Because when you're in a executive position in any institution, whether it's a government position or a corporation, you tow the party line or you resign. If a SpaceX employee went on record criticizing their methods, he would probably be shown the door too.

The guy should have known better.

Citation needed. (and no, Musk's twitter isn't a reliable source).*

SpaceX is about as lean as they can get. It was easy to cut 50% off of the prices that used to be practices by picking the low-hanging fruit. Cutting by 50% again is much harder.
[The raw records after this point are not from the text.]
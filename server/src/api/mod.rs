//! API Router and Application State
//!
//! Central routing configuration and shared state.

mod metrics;

use std::sync::Arc;

use axum::{
    extract::{DefaultBodyLimit, State},
    middleware::from_fn_with_state,
    routing::{get, post},
    Json, Router,
};
use serde::Serialize;
use tower_http::trace::TraceLayer;

use crate::{
    config::Config,
    mentions::{self, MentionGateway},
    ratelimit::{slow_down, SlowDown},
    replies::ReplyDispatcher,
};

/// Largest accepted request body.
const MAX_BODY_BYTES: usize = 1024 * 1024;

/// Shared application state.
#[derive(Clone)]
pub struct AppState {
    /// Server configuration
    pub config: Arc<Config>,
    /// Mention pipeline entry point
    pub gateway: MentionGateway,
    /// Reply dispatcher, for metrics
    pub dispatcher: Arc<dyn ReplyDispatcher>,
    /// Inbound slow-down policy
    pub slow_down: SlowDown,
    /// Webhook signature secret (check disabled if unset)
    pub webhook_secret: Option<Arc<str>>,
}

impl AppState {
    /// Create new application state.
    #[must_use]
    pub fn new(
        config: Config,
        gateway: MentionGateway,
        dispatcher: Arc<dyn ReplyDispatcher>,
    ) -> Self {
        let slow_down = SlowDown::new(config.inbound_slow_down);
        let webhook_secret = config.webhook_secret.as_deref().map(Arc::from);
        Self {
            config: Arc::new(config),
            gateway,
            dispatcher,
            slow_down,
            webhook_secret,
        }
    }

    /// Check if webhook signatures are verified.
    #[must_use]
    pub const fn has_signature_check(&self) -> bool {
        self.webhook_secret.is_some()
    }
}

/// Create the main application router.
pub fn create_router(state: AppState) -> Router {
    let webhook_routes = Router::new()
        .route("/webhooks/{source}", post(mentions::handlers::receive_webhook))
        .layer(from_fn_with_state(state.clone(), mentions::require_signature));

    Router::new()
        // Health check
        .route("/health", get(health_check))
        // Queue counters
        .route("/metrics", get(metrics::get_metrics))
        // Inbound mentions
        .merge(webhook_routes)
        // Middleware
        .layer(from_fn_with_state(state.clone(), slow_down))
        .layer(TraceLayer::new_for_http())
        .layer(DefaultBodyLimit::max(MAX_BODY_BYTES))
        // State
        .with_state(state)
}

/// Health check response.
#[derive(Serialize)]
struct HealthResponse {
    /// Service status
    status: &'static str,
    /// Whether replies go through the Redis queue
    durable_queue: bool,
    /// Whether webhook signatures are verified
    signature_check: bool,
}

/// Health check endpoint.
async fn health_check(State(state): State<AppState>) -> Json<HealthResponse> {
    Json(HealthResponse {
        status: "ok",
        durable_queue: state.dispatcher.is_durable(),
        signature_check: state.has_signature_check(),
    })
}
There is a point where you encounter diminishing returns, where every little drop of efficiency you gain costs more to get to.

 

 

There's also the fact SpaceX only has young employees right now, which are cheaper, and is able to maintain a high employee turnover rate due to it's high publicity. SpaceX needs the savings fromreuse to offset the inevitable aging of its workforce.
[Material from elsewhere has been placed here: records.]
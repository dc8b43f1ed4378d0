//! Reply processing: route a job to its channel's publisher and classify the result.

use std::sync::Arc;
use std::time::Duration;

use tracing::{debug, instrument};

use super::types::{Channel, ReplyJob};
use crate::publish::{PublishError, PublishOptions, Publisher};

/// One publish adapter per supported channel.
#[derive(Clone)]
pub struct ChannelPublishers {
    pub farcaster: Arc<dyn Publisher>,
}

impl ChannelPublishers {
    #[must_use]
    pub fn for_channel(&self, channel: Channel) -> &dyn Publisher {
        match channel {
            Channel::Farcaster => self.farcaster.as_ref(),
        }
    }
}

/// Result of processing one job.
#[derive(Debug, Clone, PartialEq, Eq)]
pub enum ProcessOutcome {
    Published { hash: String },
    RateLimited { retry_after: Option<Duration> },
    Failed { error: String },
}

/// Publishes reply jobs.
#[derive(Clone)]
pub struct ReplyProcessor {
    publishers: ChannelPublishers,
}

impl ReplyProcessor {
    #[must_use]
    pub const fn new(publishers: ChannelPublishers) -> Self {
        Self { publishers }
    }

    /// Makes the single publish attempt for `job`.
    #[instrument(skip(self, job), fields(reply_id = %job.id, channel = %job.channel))]
    pub async fn process(&self, job: &ReplyJob) -> ProcessOutcome {
        debug!(text = %job.text, "Publishing reply");

        let options = PublishOptions {
            embeds: job.embeds.clone(),
            reply_to: Some(job.reply_to.clone()),
        };

        match self
            .publishers
            .for_channel(job.channel)
            .publish(&job.text, options)
            .await
        {
            Ok(hash) => ProcessOutcome::Published { hash },
            Err(PublishError::RateLimited { retry_after }) => {
                ProcessOutcome::RateLimited { retry_after }
            }
            Err(e) => ProcessOutcome::Failed {
                error: e.to_string(),
            },
        }
    }
}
1 hour ago, AngelLestat said:

He was simply being honest and he didn´t knew that was being recorder..  so no sure why ULA forced him to resign.. .
ULA does not have any chance competing with SpaceX, even with its vulcan rocket.. they can not compete at all.
200 millions to 60 millions, and now spacex reduce the cost for reusable stages to a total cost of 40m (20 m less), so five times less than ULA.

And that cost reduction is just because spacex is still not sure on its recovery chances and they still need to increase launch rate to lower costs.
So no surprise if in 2 years the cost goes to 30m by launch or even less.

ULA can never compete in price- it can, however, compete in high value missions where success and/or timeliness is key with Vulcan. So ULA can compete overall, if it plays the right cards.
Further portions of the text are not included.